Seus amigos se aproximaram, sabia bem o que eles iriam fazer.

Em poucos minutos eu estava completamente rabiscado, eles chegaram a rasgar minha blusa pra desenhar por toda minha pele.

Não se importaram com meus ferimentos, até arrancaram minhas ataduras para ter mais “espaço”.

Eles deixaram meu corpo parecendo a porta de um banheiro de escola pública.

Tinha desenho de pichação, insultos de todos os tipos, entre eles tinha virgem, puta, prostituta, filho da puta, cabaço, armazenamento de porra, bebe leite, viado, pau no cu, bastardo e muitos outros.

Eles também fizeram questão de fazer vários desenhos fálicos ao redor do meu corpo, tento um na parte baixa das minhas costas que fazia fronteira com minha cintura, e uma na minha bochecha, deixando a cabeça do membro em cima da minha boca.

Eu já sofri bastante bullying, mas isso foi demais! Nunca fui tão humilhado em toda a minha vida, e o pior é que a humilhação só começou.

Sei que eles vão me exibir para todos, vão tirar fotos e me lembrar disso todos os dias da minha vida.

Eu cheguei ao fundo do poço, mas sei que posso descer mais ainda. Agora os próximos oito anos vão ser a mais pura humilhação, isso se eu aguentar tudo isso.

Eles estavam rindo enquanto continuavam a rabiscar meu corpo. “Já chega!” O líder deles passa a ordem e todos se afastam de mim.

Se eu fosse um pouco mais esperançoso eu ia ver isso como um alívio, mas sei que algo muito ruim está prestes a acontecer.

— Já nos divertimos o bastante, agora vamos acabar logo com isso!

Não aguento mais ver a cara desse idiota, então pode desfigurar ele, mas antes… peguem a placa de ferro, pode ser a “merda”.

Logo um de seus capangas se aproxima de mim com uma barra de ferro no formato da palavra “merda”.

— Podem colocar no peito mesmo, tanto faz o lugar. —

Então ele coloca a barra no meu peito, sinto o frio do metal na minha pele, era desconfortável, mas sabia que vinha coisa pior.

O líder deles puxa um maçarico, nem sei como eles têm algo assim, mas era óbvio o que ele iam fazer.

Aproximando de mim, o líder não pensou duas vezes antes de ligar o maçarico e começar a esquentar a placa.

Sinto a sensação fria do ferro sendo substituída por uma sensação desconfortavelmente quente.

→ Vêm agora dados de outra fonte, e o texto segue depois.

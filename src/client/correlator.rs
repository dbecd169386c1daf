use std::collections::HashMap;
use std::sync::atomic::{AtomicU64, Ordering};
use std::sync::Arc;
use std::time::Duration;
use tokio::sync::{oneshot, Mutex};
use tokio::time::Instant;
use tracing::{debug, warn};

use crate::core::errors::ClientError;

/// How long the eviction sweep sleeps between passes.
const SWEEP_INTERVAL: Duration = Duration::from_millis(250);

pub type CorrelationKey = u64;

/// What kind of command a pending request belongs to. Replies that do not
/// carry the correlation key on the wire are matched FIFO within their kind.
#[derive(Debug, Clone, Copy, PartialEq, Eq, Hash)]
pub enum RequestKind {
    Balance,
    Candles,
    Order,
    Raw,
}

struct PendingRequest {
    kind: RequestKind,
    deadline: Instant,
    /// Encoded outbound frame, kept so retryable requests can be replayed
    /// after a reconnect.
    frame: String,
    retryable: bool,
    slot: oneshot::Sender<Result<serde_json::Value, ClientError>>,
}

/// Maps outstanding requests to waiting callers and resolves each exactly
/// once: by reply, by failure, or by deadline eviction.
pub struct RequestCorrelator {
    next_key: AtomicU64,
    pending: Mutex<HashMap<CorrelationKey, PendingRequest>>,
    /// FIFO resolution order per kind, for replies the wire does not key.
    kind_queues: Mutex<HashMap<RequestKind, Vec<CorrelationKey>>>,
}

impl RequestCorrelator {
    pub fn new() -> Arc<Self> {
        let correlator = Arc::new(Self {
            next_key: AtomicU64::new(1),
            pending: Mutex::new(HashMap::new()),
            kind_queues: Mutex::new(HashMap::new()),
        });

        let sweep = Arc::downgrade(&correlator);
        tokio::spawn(async move {
            loop {
                tokio::time::sleep(SWEEP_INTERVAL).await;
                let Some(correlator) = sweep.upgrade() else {
                    break;
                };
                correlator.sweep_expired().await;
            }
        });

        correlator
    }

    /// Allocate a process-unique correlation key.
    pub fn allocate_key(&self) -> CorrelationKey {
        self.next_key.fetch_add(1, Ordering::Relaxed)
    }

    /// Register a pending request under a previously allocated key and return
    /// the receiver the caller awaits. The caller sends the frame itself (the
    /// key may need to be embedded in the payload before encoding).
    pub async fn register(
        &self,
        key: CorrelationKey,
        kind: RequestKind,
        frame: String,
        deadline: Duration,
        retryable: bool,
    ) -> oneshot::Receiver<Result<serde_json::Value, ClientError>> {
        let (tx, rx) = oneshot::channel();
        let request = PendingRequest {
            kind,
            deadline: Instant::now() + deadline,
            frame,
            retryable,
            slot: tx,
        };
        self.pending.lock().await.insert(key, request);
        self.kind_queues
            .lock()
            .await
            .entry(kind)
            .or_default()
            .push(key);
        rx
    }

    /// Resolve a request by key. Duplicate or late resolutions are ignored.
    pub async fn resolve(&self, key: CorrelationKey, result: Result<serde_json::Value, ClientError>) {
        let removed = self.pending.lock().await.remove(&key);
        match removed {
            Some(request) => {
                self.forget_in_queue(request.kind, key).await;
                // The caller may have abandoned its wait; nothing to do then.
                let _ = request.slot.send(result);
            }
            None => debug!(key, "resolution for unknown or already-resolved request"),
        }
    }

    /// Resolve the oldest outstanding request of a kind. Used for reply
    /// frames that carry no correlation key on the wire.
    pub async fn resolve_oldest(
        &self,
        kind: RequestKind,
        result: Result<serde_json::Value, ClientError>,
    ) -> bool {
        let key = {
            let mut queues = self.kind_queues.lock().await;
            match queues.get_mut(&kind) {
                Some(queue) if !queue.is_empty() => Some(queue.remove(0)),
                _ => None,
            }
        };
        match key {
            Some(key) => {
                if let Some(request) = self.pending.lock().await.remove(&key) {
                    let _ = request.slot.send(result);
                }
                true
            }
            None => false,
        }
    }

    /// Fail every pending request with a connection error, except those
    /// marked retryable when `keep_retryable` is set. Returns the frames of
    /// the retained requests so the session can replay them after reconnect.
    pub async fn fail_all(&self, reason: &str, keep_retryable: bool) -> Vec<String> {
        let mut pending = self.pending.lock().await;
        let mut queues = self.kind_queues.lock().await;

        let mut retained = Vec::new();
        let keys: Vec<CorrelationKey> = pending.keys().copied().collect();
        for key in keys {
            let keep = keep_retryable && pending.get(&key).is_some_and(|r| r.retryable);
            if keep {
                if let Some(request) = pending.get(&key) {
                    retained.push(request.frame.clone());
                }
                continue;
            }
            if let Some(request) = pending.remove(&key) {
                for queue in queues.values_mut() {
                    queue.retain(|k| *k != key);
                }
                let _ = request
                    .slot
                    .send(Err(ClientError::Connection(reason.to_string())));
            }
        }
        retained
    }

    /// Number of requests currently outstanding.
    pub async fn outstanding(&self) -> usize {
        self.pending.lock().await.len()
    }

    async fn sweep_expired(&self) {
        let now = Instant::now();
        let expired: Vec<CorrelationKey> = {
            let pending = self.pending.lock().await;
            pending
                .iter()
                .filter(|(_, r)| r.deadline <= now)
                .map(|(k, _)| *k)
                .collect()
        };
        for key in expired {
            warn!(key, "pending request timed out");
            self.resolve(
                key,
                Err(ClientError::Timeout("no reply within deadline".to_string())),
            )
            .await;
        }
    }

    async fn forget_in_queue(&self, kind: RequestKind, key: CorrelationKey) {
        if let Some(queue) = self.kind_queues.lock().await.get_mut(&kind) {
            queue.retain(|k| *k != key);
        }
    }
}
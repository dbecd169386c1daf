use crate::core::types::EndpointHealth;

/// One candidate server endpoint.
#[derive(Debug, Clone)]
pub struct Endpoint {
    pub region: String,
    pub url: String,
    pub demo: bool,
    pub health: EndpointHealth,
}

impl Endpoint {
    pub fn new(region: impl Into<String>, url: impl Into<String>, demo: bool) -> Self {
        Self {
            region: region.into(),
            url: url.into(),
            demo,
            health: EndpointHealth::Unknown,
        }
    }
}

fn region_url(host: &str) -> String {
    format!("wss://{host}.po.market/socket.io/?EIO=4&transport=websocket")
}

/// Built-in region catalogue, in priority order.
pub fn default_endpoints(demo: bool) -> Vec<Endpoint> {
    if demo {
        vec![
            Endpoint::new("DEMO", region_url("demo-api-eu"), true),
            Endpoint::new("DEMO_2", region_url("try-demo-eu"), true),
        ]
    } else {
        vec![
            Endpoint::new("EUROPA", region_url("api-eu"), false),
            Endpoint::new("SEYCHELLES", region_url("api-sc"), false),
            Endpoint::new("HONGKONG", region_url("api-hk"), false),
            Endpoint::new("FRANCE", region_url("api-fr"), false),
            Endpoint::new("UNITED_STATES", region_url("api-us-north"), false),
            Endpoint::new("RUSSIA", region_url("api-msk"), false),
            Endpoint::new("INDIA", region_url("api-in"), false),
            Endpoint::new("LATAM", region_url("api-la"), false),
        ]
    }
}

/// Deterministic endpoint selection: cycle once through the ranked list, and
/// after a successful authentication pin that endpoint so reconnects try it
/// first until it fails again.
#[derive(Debug)]
pub struct EndpointSelector {
    endpoints: Vec<Endpoint>,
    cursor: usize,
    pinned: Option<usize>,
    /// Set once the pinned endpoint has been handed out for the current pass.
    pinned_tried: bool,
}

impl EndpointSelector {
    pub fn new(endpoints: Vec<Endpoint>) -> Self {
        Self {
            endpoints,
            cursor: 0,
            pinned: None,
            pinned_tried: false,
        }
    }

    /// Restrict to named regions, keeping the configured priority order.
    pub fn filtered(endpoints: Vec<Endpoint>, regions: &[String]) -> Self {
        if regions.is_empty() {
            return Self::new(endpoints);
        }
        let filtered = regions
            .iter()
            .filter_map(|name| {
                endpoints
                    .iter()
                    .find(|e| e.region.eq_ignore_ascii_case(name))
                    .cloned()
            })
            .collect();
        Self::new(filtered)
    }

    /// Next endpoint to try, or `None` once every candidate has been handed
    /// out in this pass.
    pub fn next(&mut self) -> Option<Endpoint> {
        if let Some(pinned) = self.pinned {
            if !self.pinned_tried {
                self.pinned_tried = true;
                return self.endpoints.get(pinned).cloned();
            }
        }

        while self.cursor < self.endpoints.len() {
            let idx = self.cursor;
            self.cursor += 1;
            // The pinned endpoint already went first this pass.
            if self.pinned == Some(idx) && self.pinned_tried {
                continue;
            }
            return self.endpoints.get(idx).cloned();
        }
        None
    }

    /// Start a fresh pass over the candidates.
    pub fn reset(&mut self) {
        self.cursor = 0;
        self.pinned_tried = false;
    }

    /// Record a successful authentication: pin the endpoint as preferred and
    /// mark it healthy.
    pub fn mark_success(&mut self, url: &str) {
        if let Some(idx) = self.endpoints.iter().position(|e| e.url == url) {
            self.endpoints[idx].health = EndpointHealth::Healthy;
            self.pinned = Some(idx);
        }
    }

    /// Record a failure. A failing pinned endpoint loses its preference and
    /// selection falls back to cycling.
    pub fn mark_failure(&mut self, url: &str) {
        if let Some(idx) = self.endpoints.iter().position(|e| e.url == url) {
            self.endpoints[idx].health = EndpointHealth::Unhealthy;
            if self.pinned == Some(idx) {
                self.pinned = None;
            }
        }
    }

    pub fn endpoints(&self) -> &[Endpoint] {
        &self.endpoints
    }

    pub fn is_empty(&self) -> bool {
        self.endpoints.is_empty()
    }
}

#[cfg(test)]
mod tests {
    use super::*;

    fn selector() -> EndpointSelector {
        EndpointSelector::new(vec![
            Endpoint::new("A", "wss://a", false),
            Endpoint::new("B", "wss://b", false),
            Endpoint::new("C", "wss://c", false),
        ])
    }

    #[test]
    fn cycles_once_then_exhausts() {
        let mut sel = selector();
        let order: Vec<String> = std::iter::from_fn(|| sel.next().map(|e| e.region)).collect();
        assert_eq!(order, vec!["A", "B", "C"]);
        assert!(sel.next().is_none());
    }

    #[test]
    fn pinned_endpoint_goes_first_after_success() {
        let mut sel = selector();
        sel.next();
        let b = sel.next().unwrap();
        sel.mark_success(&b.url);

        sel.reset();
        assert_eq!(sel.next().unwrap().region, "B");
        assert_eq!(sel.next().unwrap().region, "A");
        assert_eq!(sel.next().unwrap().region, "C");
        assert!(sel.next().is_none());
    }

    #[test]
    fn failed_pin_falls_back_to_cycling() {
        let mut sel = selector();
        let a = sel.next().unwrap();
        sel.mark_success(&a.url);
        sel.mark_failure(&a.url);

        sel.reset();
        assert_eq!(sel.next().unwrap().region, "A");
        assert_eq!(sel.next().unwrap().region, "B");
        assert_eq!(sel.endpoints()[0].health, EndpointHealth::Unhealthy);
    }

    #[test]
    fn region_filter_preserves_order_and_ignores_unknown() {
        let mut sel = EndpointSelector::filtered(
            selector().endpoints.clone(),
            &["c".to_string(), "A".to_string(), "nope".to_string()],
        );
        assert_eq!(sel.next().unwrap().region, "C");
        assert_eq!(sel.next().unwrap().region, "A");
        assert!(sel.next().is_none());
    }
}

Minha pele estava aos poucos sendo queimada, e a agonia era tudo que eu podia sentir.

Nunca senti uma dor dessas antes. Meu corpo se contorcia, mas eles me seguravam para me manter parado.

A barra estava bem em cima da ferida do meu peito, o que deixava tudo pior.

Eu não estava só gritando de dor, estava chorando com tudo. Não consegui segurar as lágrimas, toda essa situação era horrível para mim, minhas emoções estavam no limite.

Eles riam do meu choro, chegaram a cuspir e pisar na minha cara com a sola do sapato suja com bosta de algum animal.

Já não tinha mais forças pra nada, esse era o pior momento da minha curta vida. Não conseguia mais me debater, perdi toda minha força.

Agora eu vejo algo, o universo nunca se importou comigo, esse vai ser o meu fim, todos os meus machucados estão se abrindo, a dor está insuportável.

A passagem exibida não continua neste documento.